[Saved data entries]
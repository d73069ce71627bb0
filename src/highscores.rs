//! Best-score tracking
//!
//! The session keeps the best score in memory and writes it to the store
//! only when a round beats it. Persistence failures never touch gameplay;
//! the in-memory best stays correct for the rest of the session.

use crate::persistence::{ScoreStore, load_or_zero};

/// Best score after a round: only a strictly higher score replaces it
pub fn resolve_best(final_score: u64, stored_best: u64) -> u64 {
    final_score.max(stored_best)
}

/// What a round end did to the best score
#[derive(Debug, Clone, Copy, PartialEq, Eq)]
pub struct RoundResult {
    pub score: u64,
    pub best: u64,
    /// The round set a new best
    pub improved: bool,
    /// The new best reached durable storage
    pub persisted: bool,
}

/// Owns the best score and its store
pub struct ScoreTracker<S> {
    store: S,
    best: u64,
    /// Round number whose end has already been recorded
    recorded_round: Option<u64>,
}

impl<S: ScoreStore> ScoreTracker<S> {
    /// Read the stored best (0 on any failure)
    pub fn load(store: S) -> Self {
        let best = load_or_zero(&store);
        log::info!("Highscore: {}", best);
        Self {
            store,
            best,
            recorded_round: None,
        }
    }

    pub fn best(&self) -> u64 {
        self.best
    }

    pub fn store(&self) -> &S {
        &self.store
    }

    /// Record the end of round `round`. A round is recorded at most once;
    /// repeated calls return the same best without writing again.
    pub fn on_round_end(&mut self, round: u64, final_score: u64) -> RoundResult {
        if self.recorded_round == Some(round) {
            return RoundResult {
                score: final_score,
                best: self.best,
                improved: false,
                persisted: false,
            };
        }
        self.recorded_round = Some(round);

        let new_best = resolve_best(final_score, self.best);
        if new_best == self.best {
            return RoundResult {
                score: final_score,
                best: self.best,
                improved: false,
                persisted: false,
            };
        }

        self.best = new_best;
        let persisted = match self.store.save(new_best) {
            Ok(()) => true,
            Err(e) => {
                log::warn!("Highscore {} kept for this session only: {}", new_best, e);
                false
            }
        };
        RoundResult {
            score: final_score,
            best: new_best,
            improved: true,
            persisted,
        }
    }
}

> ABOUT THIS EXERCISE
Using the entries above, work out the number of lines containing the string "memory", and supply only that number.

> RESPONSE TO THIS TASK
2